Stored entries
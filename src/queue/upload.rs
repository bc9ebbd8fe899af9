//! Upload handler: single-shot PUT below the chunk threshold, resumable
//! multipart state machine above it.

use std::io::SeekFrom;
use std::path::{Path, PathBuf};
use std::sync::Arc;

use async_trait::async_trait;
use bytes::Bytes;
use log::{debug, info, warn};
use tokio::fs::File;
use tokio::io::{AsyncReadExt, AsyncSeekExt};
use tokio_util::sync::CancellationToken;

use super::handler::{ErrorOutcome, TaskHandler};
use super::types::{Lifecycle, SharedTask, Task, TaskStatus};
use crate::client::{CompletedPart, ObjectStore};
use crate::error::TransferError;

/// Error classes no retry will fix for an upload.
const NON_RETRYABLE: &[&str] = &[
    "access denied",
    "forbidden",
    "invalid credentials",
    "bucket not found",
    "file not found",
];

pub struct UploadHandler {
    max_retries: u32,
    /// Part size; doubles as the single-shot PUT threshold.
    chunk_size: u64,
}

impl UploadHandler {
    pub fn new(max_retries: u32, chunk_size: u64) -> Self {
        UploadHandler {
            max_retries,
            chunk_size,
        }
    }

    async fn read_range(path: &Path, start: u64, len: u64) -> Result<Bytes, TransferError> {
        let mut file = File::open(path).await?;
        file.seek(SeekFrom::Start(start)).await?;
        let mut buffer = vec![0u8; len as usize];
        file.read_exact(&mut buffer).await?;
        Ok(Bytes::from(buffer))
    }

    async fn file_size(path: &Path) -> Result<u64, TransferError> {
        match tokio::fs::metadata(path).await {
            Ok(metadata) => Ok(metadata.len()),
            Err(err) if err.kind() == std::io::ErrorKind::NotFound => Err(TransferError::service(
                format!("file not found: {}", path.display()),
            )),
            Err(err) => Err(TransferError::Io(err)),
        }
    }

    /// Drives the multipart session: open if absent, upload missing parts in
    /// strict order, then complete. Parts already recorded on the task are
    /// skipped, which is what makes a paused task resumable.
    async fn run_multipart(
        &self,
        task: &SharedTask,
        store: &dyn ObjectStore,
        cancel: &CancellationToken,
        path: &Path,
        bucket: &str,
        key: &str,
        file_size: u64,
    ) -> Result<(), TransferError> {
        let task_id = { task.lock().unwrap().id.clone() };
        let total_parts = file_size.div_ceil(self.chunk_size) as i32;

        let existing = {
            let guard = task.lock().unwrap();
            guard.as_upload().and_then(|spec| spec.upload_id.clone())
        };
        let upload_id = match existing {
            Some(upload_id) => {
                let done = {
                    let guard = task.lock().unwrap();
                    guard
                        .as_upload()
                        .map(|spec| spec.completed_parts.len())
                        .unwrap_or(0)
                };
                info!(
                    "upload_resume: {} parts_done={}/{}",
                    task_id, done, total_parts
                );
                upload_id
            }
            None => {
                let upload_id = store.create_multipart_upload(bucket, key, cancel).await?;
                let mut guard = task.lock().unwrap();
                if let Some(spec) = guard.as_upload_mut() {
                    spec.upload_id = Some(upload_id.clone());
                    spec.completed_parts.clear();
                }
                info!(
                    "upload_session_open: {} id={} parts={}",
                    task_id, upload_id, total_parts
                );
                upload_id
            }
        };

        for part_number in 1..=total_parts {
            let already_done = {
                let guard = task.lock().unwrap();
                guard
                    .as_upload()
                    .map(|spec| {
                        spec.completed_parts
                            .iter()
                            .any(|part| part.part_number == part_number)
                    })
                    .unwrap_or(false)
            };
            if already_done {
                continue;
            }

            if cancel.is_cancelled() {
                return Err(TransferError::Paused {
                    next_part: part_number,
                });
            }

            let start = (part_number as u64 - 1) * self.chunk_size;
            let end = std::cmp::min(start + self.chunk_size, file_size);
            let body = Self::read_range(path, start, end - start).await?;

            let etag = store
                .upload_part(bucket, key, &upload_id, part_number, body, cancel)
                .await?;
            if etag.is_empty() {
                return Err(TransferError::MissingEtag { part_number });
            }

            let progress = {
                let mut guard = task.lock().unwrap();
                let spec = guard
                    .as_upload_mut()
                    .ok_or_else(|| TransferError::service("upload task changed kind"))?;
                spec.completed_parts.push(CompletedPart { part_number, etag });
                let progress = ((spec.completed_parts.len() as f64 / total_parts as f64) * 100.0)
                    .round() as u8;
                guard.progress = progress;
                progress
            };
            debug!(
                "upload_part_done: {} part={}/{} progress={}",
                task_id, part_number, total_parts, progress
            );
        }

        let mut parts = {
            let guard = task.lock().unwrap();
            guard
                .as_upload()
                .map(|spec| spec.completed_parts.clone())
                .unwrap_or_default()
        };
        parts.sort_by_key(|part| part.part_number);
        store
            .complete_multipart_upload(bucket, key, &upload_id, &parts, cancel)
            .await?;

        let mut guard = task.lock().unwrap();
        if let Some(spec) = guard.as_upload_mut() {
            spec.upload_id = None;
            spec.completed_parts.clear();
        }
        info!("upload_session_complete: {} parts={}", task_id, total_parts);
        Ok(())
    }
}

#[async_trait]
impl TaskHandler for UploadHandler {
    fn lifecycle(&self) -> Lifecycle {
        Lifecycle {
            pending: TaskStatus::Pending,
            running: TaskStatus::Running,
            completed: TaskStatus::Completed,
            failed: TaskStatus::Failed,
            canceled: TaskStatus::Canceled,
            paused: Some(TaskStatus::Paused),
        }
    }

    async fn perform(
        &self,
        task: SharedTask,
        store: Arc<dyn ObjectStore>,
        cancel: CancellationToken,
    ) -> Result<(), TransferError> {
        let (task_id, path, bucket, key): (String, PathBuf, String, String) = {
            let mut guard = task.lock().unwrap();
            guard.progress = 0;
            let spec = guard
                .as_upload()
                .ok_or_else(|| TransferError::service("upload handler given a non-upload task"))?;
            (
                guard.id.clone(),
                spec.path.clone(),
                spec.bucket.clone(),
                spec.key.clone(),
            )
        };

        let file_size = Self::file_size(&path).await?;

        if file_size <= self.chunk_size {
            debug!("upload_single: {} size={}", task_id, file_size);
            let body = Self::read_range(&path, 0, file_size).await?;
            store.put_object(&bucket, &key, body, &cancel).await?;
            task.lock().unwrap().progress = 100;
            return Ok(());
        }

        let result = self
            .run_multipart(&task, store.as_ref(), &cancel, &path, &bucket, &key, file_size)
            .await;

        if let Err(err) = result {
            let pause_requested = {
                let guard = task.lock().unwrap();
                guard
                    .as_upload()
                    .map(|spec| spec.pause_requested)
                    .unwrap_or(false)
            };
            // A requested pause can surface either as the distinguished
            // paused condition (token seen between parts) or as a cancel
            // observed inside the in-flight call.
            let is_pause = pause_requested
                && (matches!(
                    err,
                    TransferError::Paused { .. } | TransferError::Canceled
                ) || err.message_matches_any(&["pause", "abort"]));

            if !is_pause {
                // Free the server-side session; a later retry opens a fresh one.
                let upload_id = {
                    let guard = task.lock().unwrap();
                    guard.as_upload().and_then(|spec| spec.upload_id.clone())
                };
                if let Some(upload_id) = upload_id {
                    let abort_token = CancellationToken::new();
                    if let Err(abort_err) = store
                        .abort_multipart_upload(&bucket, &key, &upload_id, &abort_token)
                        .await
                    {
                        warn!("upload_abort_failed: {} error={}", task_id, abort_err);
                    }
                    let mut guard = task.lock().unwrap();
                    if let Some(spec) = guard.as_upload_mut() {
                        spec.upload_id = None;
                        spec.completed_parts.clear();
                    }
                }
            }
            return Err(err);
        }
        Ok(())
    }

    fn should_retry(&self, task: &Task, err: &TransferError) -> bool {
        if self.is_canceled_error(err) || task.retry_count >= self.max_retries {
            return false;
        }
        if err.is_client_error() {
            return false;
        }
        !err.message_matches_any(NON_RETRYABLE)
    }

    fn handle_error(&self, task: &mut Task, err: &TransferError) -> Option<ErrorOutcome> {
        let pause_requested = task.as_upload().map(|s| s.pause_requested).unwrap_or(false);
        let pause_like = matches!(
            err,
            TransferError::Paused { .. } | TransferError::Canceled
        ) || err.message_matches_any(&["pause", "abort"]);

        if pause_requested && pause_like {
            if let Some(paused) = self.lifecycle().paused {
                task.status = paused;
            }
            task.error = None;
            if let Some(spec) = task.as_upload_mut() {
                spec.pause_requested = false;
            }
            info!("upload_paused: {} progress={}", task.id, task.progress);
            return Some(ErrorOutcome::Handled);
        }
        None
    }

    fn is_canceled_error(&self, err: &TransferError) -> bool {
        matches!(
            err,
            TransferError::Canceled | TransferError::Paused { .. }
        ) || err.message_matches_any(&["cancel", "abort"])
    }
}

#[cfg(test)]
mod tests {
    use super::*;

    fn handler() -> UploadHandler {
        UploadHandler::new(3, 5 * 1024 * 1024)
    }

    fn task() -> Task {
        Task::upload("b1", "big.bin", "/tmp/big.bin")
    }

    #[test]
    fn client_errors_are_not_retryable() {
        let err = TransferError::service_with_status("bad request", 400);
        assert!(!handler().should_retry(&task(), &err));
    }

    #[test]
    fn server_errors_are_retryable() {
        let err = TransferError::service_with_status("internal error", 500);
        assert!(handler().should_retry(&task(), &err));
    }

    #[test]
    fn deny_listed_messages_are_not_retryable() {
        let handler = handler();
        let task = task();
        for message in ["access denied", "file not found: /tmp/big.bin"] {
            assert!(!handler.should_retry(&task, &TransferError::service(message)));
        }
    }

    #[test]
    fn pause_requested_plus_abort_parks_the_task() {
        let handler = handler();
        let mut task = task();
        task.status = TaskStatus::Running;
        task.error = Some("stale".to_string());
        task.as_upload_mut().unwrap().pause_requested = true;

        let outcome = handler.handle_error(&mut task, &TransferError::Paused { next_part: 11 });
        assert_eq!(outcome, Some(ErrorOutcome::Handled));
        assert_eq!(task.status, TaskStatus::Paused);
        assert!(task.error.is_none());
        assert!(!task.as_upload().unwrap().pause_requested);
    }

    #[test]
    fn abort_without_pause_request_falls_through_to_cancel() {
        let handler = handler();
        let mut task = task();
        task.status = TaskStatus::Running;

        let err = TransferError::Paused { next_part: 4 };
        assert!(handler.handle_error(&mut task, &err).is_none());
        assert!(handler.is_canceled_error(&err));
    }

    #[test]
    fn upload_lifecycle_includes_paused() {
        assert_eq!(handler().lifecycle().paused, Some(TaskStatus::Paused));
    }
}
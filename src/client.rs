//! Object-store client contract consumed by the transfer handlers.

use async_trait::async_trait;
use bytes::Bytes;
use tokio_util::sync::CancellationToken;

use crate::error::TransferResult;

/// One finished part of a multipart session: number plus integrity tag.
/// A task's part list never contains two entries with the same number.
#[derive(Debug, Clone, PartialEq, Eq)]
pub struct CompletedPart {
    pub part_number: i32,
    pub etag: String,
}

/// The operations the queue issues against an S3-compatible backend.
///
/// Every call is bound to a cancellation token; an implementation must
/// observe the token and surface the abort as
/// [`TransferError::Canceled`](crate::TransferError::Canceled), otherwise
/// a canceled task would be misclassified as failed.
#[async_trait]
pub trait ObjectStore: Send + Sync {
    async fn put_object(
        &self,
        bucket: &str,
        key: &str,
        body: Bytes,
        cancel: &CancellationToken,
    ) -> TransferResult<()>;

    /// Opens a multipart session and returns its upload id.
    async fn create_multipart_upload(
        &self,
        bucket: &str,
        key: &str,
        cancel: &CancellationToken,
    ) -> TransferResult<String>;

    /// Uploads one part and returns its etag.
    async fn upload_part(
        &self,
        bucket: &str,
        key: &str,
        upload_id: &str,
        part_number: i32,
        body: Bytes,
        cancel: &CancellationToken,
    ) -> TransferResult<String>;

    async fn complete_multipart_upload(
        &self,
        bucket: &str,
        key: &str,
        upload_id: &str,
        parts: &[CompletedPart],
        cancel: &CancellationToken,
    ) -> TransferResult<()>;

    async fn abort_multipart_upload(
        &self,
        bucket: &str,
        key: &str,
        upload_id: &str,
        cancel: &CancellationToken,
    ) -> TransferResult<()>;

    async fn delete_object(
        &self,
        bucket: &str,
        key: &str,
        cancel: &CancellationToken,
    ) -> TransferResult<()>;
}
//! Delete handler: one delete-object call per task.

use std::sync::Arc;

use async_trait::async_trait;
use log::debug;
use tokio_util::sync::CancellationToken;

use super::handler::TaskHandler;
use super::types::{Lifecycle, SharedTask, Task, TaskStatus};
use crate::client::ObjectStore;
use crate::error::TransferError;

/// Error classes no retry will fix for a delete.
const NON_RETRYABLE: &[&str] = &[
    "access denied",
    "forbidden",
    "invalid credentials",
    "bucket not found",
    "key not found",
];

pub struct DeleteHandler {
    max_retries: u32,
}

impl DeleteHandler {
    pub fn new(max_retries: u32) -> Self {
        DeleteHandler { max_retries }
    }
}

#[async_trait]
impl TaskHandler for DeleteHandler {
    fn lifecycle(&self) -> Lifecycle {
        Lifecycle {
            pending: TaskStatus::Pending,
            running: TaskStatus::Running,
            completed: TaskStatus::Completed,
            failed: TaskStatus::Failed,
            canceled: TaskStatus::Canceled,
            paused: None,
        }
    }

    async fn perform(
        &self,
        task: SharedTask,
        store: Arc<dyn ObjectStore>,
        cancel: CancellationToken,
    ) -> Result<(), TransferError> {
        let (task_id, bucket, object_key) = {
            let guard = task.lock().unwrap();
            let spec = guard
                .as_delete()
                .ok_or_else(|| TransferError::service("delete handler given a non-delete task"))?;
            (
                guard.id.clone(),
                spec.bucket.clone(),
                format!("{}{}", spec.prefix, spec.key),
            )
        };

        debug!("delete_start: {} {}/{}", task_id, bucket, object_key);
        store.delete_object(&bucket, &object_key, &cancel).await?;

        let mut guard = task.lock().unwrap();
        guard.progress = 100;
        Ok(())
    }

    fn should_retry(&self, task: &Task, err: &TransferError) -> bool {
        if self.is_canceled_error(err) || task.retry_count >= self.max_retries {
            return false;
        }
        !err.message_matches_any(NON_RETRYABLE)
    }

    fn is_canceled_error(&self, err: &TransferError) -> bool {
        matches!(err, TransferError::Canceled) || err.message_matches_any(&["cancel", "abort"])
    }
}

#[cfg(test)]
mod tests {
    use super::*;

    fn handler() -> DeleteHandler {
        DeleteHandler::new(3)
    }

    fn task() -> Task {
        Task::delete("b1", "a.txt", "")
    }

    #[test]
    fn transient_errors_are_retryable() {
        let err = TransferError::service("connection reset by peer");
        assert!(handler().should_retry(&task(), &err));
    }

    #[test]
    fn permission_and_existence_errors_are_not_retryable() {
        let handler = handler();
        let task = task();
        for message in [
            "access denied",
            "Forbidden",
            "invalid credentials",
            "bucket not found",
            "key not found",
        ] {
            assert!(
                !handler.should_retry(&task, &TransferError::service(message)),
                "{message} should not be retried"
            );
        }
    }

    #[test]
    fn retry_budget_exhaustion_stops_retries() {
        let mut task = task();
        task.retry_count = 3;
        let err = TransferError::service("connection reset by peer");
        assert!(!handler().should_retry(&task, &err));
    }

    #[test]
    fn cancellation_is_recognized_by_variant_and_text() {
        let handler = handler();
        assert!(handler.is_canceled_error(&TransferError::Canceled));
        assert!(handler.is_canceled_error(&TransferError::service("request aborted")));
        assert!(!handler.is_canceled_error(&TransferError::service("timed out")));
    }

    #[test]
    fn delete_lifecycle_has_no_paused_state() {
        assert!(handler().lifecycle().paused.is_none());
    }
}
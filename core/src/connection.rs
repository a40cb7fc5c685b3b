use std::io;
use std::path::Path;
use std::path::PathBuf;
use std::sync::Arc;

use estate_backend_client::Client;
use estate_backend_client::ClientOptions;
use estate_backend_client::Geocoder;
use estate_login::CookieDotJson;
use estate_login::FileSessionStore;
use estate_login::clear_cookies;
use estate_login::read_cookies;
use estate_login::write_cookies;
use tracing::debug;

use crate::config::Config;

/// An access-layer [`Client`] whose session lives in `session.json` and whose
/// refresh cookie is carried across processes in `cookies.json`.
#[derive(Debug)]
pub struct Connection {
    client: Client,
    estate_home: PathBuf,
    geocoder_url: String,
}

impl Connection {
    pub fn open(config: &Config) -> io::Result<Self> {
        let session = Arc::new(FileSessionStore::load(&config.estate_home)?);
        let options = ClientOptions {
            timeout: config.request_timeout,
            cookie_jar: None,
        };
        let mut client = Client::with_options(config.base_url.clone(), session, options)
            .map_err(io::Error::other)?
            .with_http_headers(&config.http_headers)
            .with_renewal_policy(config.renewal_policy);
        if let Some(ua) = &config.user_agent {
            client = client.with_user_agent(ua.clone());
        }

        match read_cookies(&config.estate_home)? {
            // Cookies captured against another backend are not replayed.
            Some(saved) if saved.url == client.base_url() => {
                debug!("restoring {} saved cookie(s)", saved.cookies.len());
                client.restore_cookies(&saved.cookies);
            }
            Some(saved) => debug!("ignoring cookies saved for {}", saved.url),
            None => {}
        }

        Ok(Self {
            client,
            estate_home: config.estate_home.clone(),
            geocoder_url: config.geocoder_url.clone(),
        })
    }

    pub fn client(&self) -> &Client {
        &self.client
    }

    pub fn estate_home(&self) -> &Path {
        &self.estate_home
    }

    pub fn geocoder(&self) -> estate_backend_client::Result<Geocoder> {
        Geocoder::new(self.geocoder_url.clone())
    }

    /// Write whatever the jar would send to the renewal endpoint, or remove
    /// `cookies.json` when nothing is left.
    pub fn persist_cookies(&self) -> io::Result<()> {
        match self.client.refresh_cookies() {
            Some(header) => write_cookies(
                &self.estate_home,
                &CookieDotJson::from_header_value(self.client.base_url(), &header),
            ),
            None => clear_cookies(&self.estate_home).map(|_| ()),
        }
    }
}
use reqwest::header::HeaderValue;
use reqwest::header::USER_AGENT;
use serde::Deserialize;
use tracing::debug;

use crate::error::ApiError;
use crate::error::Result;
use crate::listing::AddressFilter;
use crate::types::Property;

pub const DEFAULT_GEOCODER_URL: &str = "https://nominatim.openstreetmap.org";

/// Listings closer than this (in degrees, per axis) to a geocoded point are
/// treated as sitting on it.
const SAME_SPOT_EPSILON: f64 = 1e-4;

#[derive(Debug, Clone, PartialEq)]
pub struct Place {
    pub lat: f64,
    pub lon: f64,
    pub display_name: Option<String>,
}

/// Where a map view should center after an address search.
#[derive(Debug, Clone, PartialEq)]
pub struct MapTarget {
    pub lat: f64,
    pub lon: f64,
    pub zoom: u8,
}

impl MapTarget {
    pub fn is_on(&self, property: &Property) -> bool {
        match (property.latitude, property.longitude) {
            (Some(lat), Some(lon)) => {
                (lat - self.lat).abs() < SAME_SPOT_EPSILON
                    && (lon - self.lon).abs() < SAME_SPOT_EPSILON
            }
            _ => false,
        }
    }
}

#[derive(Deserialize)]
struct SearchHit {
    lat: String,
    lon: String,
    #[serde(default)]
    display_name: Option<String>,
}

/// Client for a Nominatim-compatible `/search` endpoint. Talks to a public
/// service, so it never carries the marketplace credential.
#[derive(Debug, Clone)]
pub struct Geocoder {
    base_url: String,
    http: reqwest::Client,
}

impl Geocoder {
    pub fn new(base_url: impl Into<String>) -> Result<Self> {
        let mut base_url = base_url.into();
        while base_url.ends_with('/') {
            base_url.pop();
        }
        let http = reqwest::Client::builder().build()?;
        Ok(Self { base_url, http })
    }

    /// First hit for `query`, if any. Hits with unparsable coordinates are
    /// treated as no hit.
    pub async fn search(&self, query: &str) -> Result<Option<Place>> {
        let url = format!("{}/search", self.base_url);
        let res = self
            .http
            .get(&url)
            .header(USER_AGENT, HeaderValue::from_static("estate-client"))
            .query(&[("format", "json"), ("limit", "1"), ("q", query)])
            .send()
            .await?;
        let status = res.status();
        let body = res.text().await?;
        if !status.is_success() {
            return Err(ApiError::Status {
                method: reqwest::Method::GET,
                url,
                status,
                content_type: String::new(),
                body,
            });
        }
        let hits: Vec<SearchHit> =
            serde_json::from_str(&body).map_err(|source| ApiError::Decode {
                url: url.clone(),
                body: body.clone(),
                source,
            })?;
        let place = hits.into_iter().next().and_then(|hit| {
            Some(Place {
                lat: hit.lat.parse().ok()?,
                lon: hit.lon.parse().ok()?,
                display_name: hit.display_name,
            })
        });
        debug!("geocoded {query:?}: {place:?}");
        Ok(place)
    }

    /// Geocode an address search and pick a zoom for it. `None` when the
    /// filter is empty or nothing was found.
    pub async fn locate(&self, filter: &AddressFilter) -> Result<Option<MapTarget>> {
        let Some(query) = filter.geocode_query() else {
            return Ok(None);
        };
        Ok(self.search(&query).await?.map(|place| MapTarget {
            lat: place.lat,
            lon: place.lon,
            zoom: filter.zoom(),
        }))
    }
}

#[cfg(test)]
mod tests {
    use super::*;

    #[test]
    fn target_matches_nearby_listing_only() {
        let target = MapTarget {
            lat: 49.8397,
            lon: 24.0297,
            zoom: 18,
        };
        let near = Property {
            latitude: Some(49.83975),
            longitude: Some(24.02965),
            ..Default::default()
        };
        let far = Property {
            latitude: Some(49.85),
            longitude: Some(24.0297),
            ..Default::default()
        };
        assert!(target.is_on(&near));
        assert!(!target.is_on(&far));
        assert!(!target.is_on(&Property::default()));
    }
}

YOUR GOAL: Start at the first line of the entries and stop at the line with "let mut file". Retype each of those lines exactly, both ends included.

PROBLEM SOLUTION:
filename src/queue/upload.rs
repository bc9ebbd8fe899af9
//! Upload handler: single-shot PUT below the chunk threshold, resumable
//! multipart state machine above it.

use std::io::SeekFrom;
use std::path::{Path, PathBuf};
use std::sync::Arc;

use async_trait::async_trait;
use bytes::Bytes;
use log::{debug, info, warn};
use tokio::fs::File;
use tokio::io::{AsyncReadExt, AsyncSeekExt};
use tokio_util::sync::CancellationToken;

use super::handler::{ErrorOutcome, TaskHandler};
use super::types::{Lifecycle, SharedTask, Task, TaskStatus};
use crate::client::{CompletedPart, ObjectStore};
use crate::error::TransferError;

/// Error classes no retry will fix for an upload.
const NON_RETRYABLE: &[&str] = &[
    "access denied",
    "forbidden",
    "invalid credentials",
    "bucket not found",
    "file not found",
];

pub struct UploadHandler {
    max_retries: u32,
    /// Part size; doubles as the single-shot PUT threshold.
    chunk_size: u64,
}

impl UploadHandler {
    pub fn new(max_retries: u32, chunk_size: u64) -> Self {
        UploadHandler {
            max_retries,
            chunk_size,
        }
    }

    async fn read_range(path: &Path, start: u64, len: u64) -> Result<Bytes, TransferError> {
        let mut file = File::open(path).await?;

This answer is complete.